Antifascists have been figuring out ways to get what they need, support each other, and shut shit down since long before “Antifash Gordon” even existed. Communities do not need the help of a celebrity in order to advocate for and defend themselves. If anyone, even someone who presents themselves as an authority on antifascist work, tells you that organizing with “radicals” who treat you like an expendable employee is a necessary step in becoming “an activist,” they are lying.

3. Gordon has a pattern of using radical language and processes as tools to pressure less-prominent groups and individuals into doing what he wants rather than what they have decided on autonomously.

Over a period of a few months during the past year, Antifash Gordon contacted numerous smaller antifascist crews, at the request of an abusive individual organizing on the other side of the country, whom those crews had privately cut ties with. Gordon suggested to each crew that they undergo a mediation process–facilitated by him–so that they could resume working with this individual. When he contacted the crews in question, he stated that he had no idea what their reasons had been for cutting ties with the individual he was advocating for. Over the first few weeks of his efforts, multiple groups told Gordon about this individual’s abusive behavior. Despite receiving these accounts of abuse from multiple groups, Gordon contacted additional antifascist crews with the same suggestion for at least another month. The primary goal of Gordon’s proposed mediation process was, in each case, to get people to “start sharing intel again” with the individual who had harmed them–whom Gordon just happened to work and share information with himself.
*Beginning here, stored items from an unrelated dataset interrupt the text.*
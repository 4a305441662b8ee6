// Time bucketing: hour directories and minute-stamped snapshot file names.

use std::fmt;
use std::path::{Path, PathBuf};
use std::str::FromStr;

use chrono::{Datelike, Local, Timelike};

use crate::error::StatError;

/// File name prefix used by the collector (`map646_<stamp>.stat`).
pub const DEFAULT_FILE_PREFIX: &str = "map646_";
pub const FILE_SUFFIX: &str = ".stat";

/// Minute-resolution bucket of a capture timestamp.
#[derive(Debug, Clone, Copy, PartialEq, Eq, PartialOrd, Ord, Hash)]
pub struct TimeBucket {
    year: i32,
    month: u32,
    day: u32,
    hour: u32,
    minute: u32,
}

impl TimeBucket {
    pub fn from_datetime<T: Datelike + Timelike>(ts: &T) -> Self {
        Self {
            year: ts.year(),
            month: ts.month(),
            day: ts.day(),
            hour: ts.hour(),
            minute: ts.minute(),
        }
    }

    /// Bucket for the current local time.
    pub fn now() -> Self {
        Self::from_datetime(&Local::now())
    }

    /// Zero-padded year, month, day, hour, minute.
    pub fn components(&self) -> [String; 5] {
        [
            format!("{:04}", self.year),
            format!("{:02}", self.month),
            format!("{:02}", self.day),
            format!("{:02}", self.hour),
            format!("{:02}", self.minute),
        ]
    }

    /// Directory segments: year/month/day/hour. The minute only appears in the file name.
    pub fn path_segments(&self) -> Vec<String> {
        let [year, month, day, hour, _] = self.components();
        vec![year, month, day, hour]
    }

    /// All five components concatenated, e.g. `202301050907`.
    pub fn suffix(&self) -> String {
        self.components().concat()
    }

    pub fn dir_path(&self, base_dir: &Path) -> PathBuf {
        let mut dir = base_dir.to_path_buf();
        dir.extend(self.path_segments());
        dir
    }

    pub fn file_name(&self, prefix: &str) -> String {
        format!("{}{}{}", prefix, self.suffix(), FILE_SUFFIX)
    }

    /// `<base_dir>/<YYYY>/<MM>/<DD>/<HH>/<prefix><YYYYMMDDHHmm>.stat`
    pub fn file_path(&self, base_dir: &Path, prefix: &str) -> PathBuf {
        self.dir_path(base_dir).join(self.file_name(prefix))
    }

    pub fn stamp(&self) -> Stamp {
        Stamp {
            text: self.suffix(),
        }
    }
}

/// Pure form of the bucketing contract: (directory segments, file name suffix).
pub fn bucket<T: Datelike + Timelike>(ts: &T) -> (Vec<String>, String) {
    let b = TimeBucket::from_datetime(ts);
    (b.path_segments(), b.suffix())
}

/// A timestamp truncated to year, month, day, hour or minute precision
/// (4, 6, 8, 10 or 12 digits). Used to name rolled-up period files.
#[derive(Debug, Clone, PartialEq, Eq, PartialOrd, Ord, Hash)]
pub struct Stamp {
    text: String,
}

impl Stamp {
    pub fn as_str(&self) -> &str {
        &self.text
    }

    /// Number of digits: 4 (year) up to 12 (minute).
    pub fn precision(&self) -> usize {
        self.text.len()
    }

    /// True when `self` is exactly one level finer than `parent` and falls inside it.
    pub fn is_child_of(&self, parent: &Stamp) -> bool {
        self.precision() == parent.precision() + 2 && self.text.starts_with(&parent.text)
    }

    pub fn file_name(&self, prefix: &str) -> String {
        format!("{}{}{}", prefix, self.text, FILE_SUFFIX)
    }

    /// Extracts the stamp from `<prefix><stamp>.stat`; `None` for anything else.
    pub fn from_file_name(name: &str, prefix: &str) -> Option<Self> {
        let stamp = name.strip_prefix(prefix)?.strip_suffix(FILE_SUFFIX)?;
        stamp.parse().ok()
    }
}

impl FromStr for Stamp {
    type Err = StatError;

    fn from_str(s: &str) -> Result<Self, Self::Err> {
        let invalid = |why: &str| StatError::Config(format!("invalid time stamp {s:?}: {why}"));

        if !matches!(s.len(), 4 | 6 | 8 | 10 | 12) {
            return Err(invalid("expected 4, 6, 8, 10 or 12 digits"));
        }
        if !s.bytes().all(|b| b.is_ascii_digit()) {
            return Err(invalid("not all digits"));
        }

        // Slices are ASCII digits, so the parses cannot fail.
        let field = |range: std::ops::Range<usize>| s[range].parse::<u32>().unwrap_or(0);
        let year = field(0..4);
        if !(1900..=3000).contains(&year) {
            return Err(invalid("year out of range"));
        }
        let checks: [(usize, std::ops::RangeInclusive<u32>, &str); 4] = [
            (4, 1..=12, "month out of range"),
            (6, 1..=31, "day out of range"),
            (8, 0..=23, "hour out of range"),
            (10, 0..=59, "minute out of range"),
        ];
        for (start, range, why) in checks {
            if s.len() > start && !range.contains(&field(start..start + 2)) {
                return Err(invalid(why));
            }
        }

        Ok(Self {
            text: s.to_string(),
        })
    }
}

impl fmt::Display for Stamp {
    fn fmt(&self, f: &mut fmt::Formatter<'_>) -> fmt::Result {
        f.write_str(&self.text)
    }
}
Gordon only stopped this private pressure campaign after he tried contacting an antifascist group with a significant degree of community presence and respect. That group ended up responding and telling Gordon that it was unethical for him to use his position as a supposed antifascist “authority” to advocate on behalf of a toxic and abusive activist. To us, Gordon’s actions throughout this series of events show a fundamental disregard for, and misunderstanding of, both effective accountability processes and autonomous, non-hierarchical organizing.

Conclusion

Based on the contents of the recently-published statement on Antifash Gordon we linked at the beginning of this piece, our various experiences with Gordon in antifascist spaces, and our own information gathering from affected individuals, Torch has come to the following decisions regarding Antifash Gordon going forward:

  • Torch Network chapters will not knowingly collaborate with AFG on research or other projects.

  • Torch Network chapters will no longer share, retweet, or promote any of AFG’s social media profiles or posts.

The choice to not share/promote an individual or organization’s work is one that we take very seriously, and make for specific reasons. In this case, we made this choice because:

  1. Antifash Gordon is engaging in antifascist work in a way that we consider to be directly antithetical to our shared principles, and

  2. Antifash Gordon has repeatedly used his prominence as an antifascist researcher to enable/excuse him causing harm to vulnerable individuals. We do not want to contribute to his ability to abuse anyone or cause harm to our community.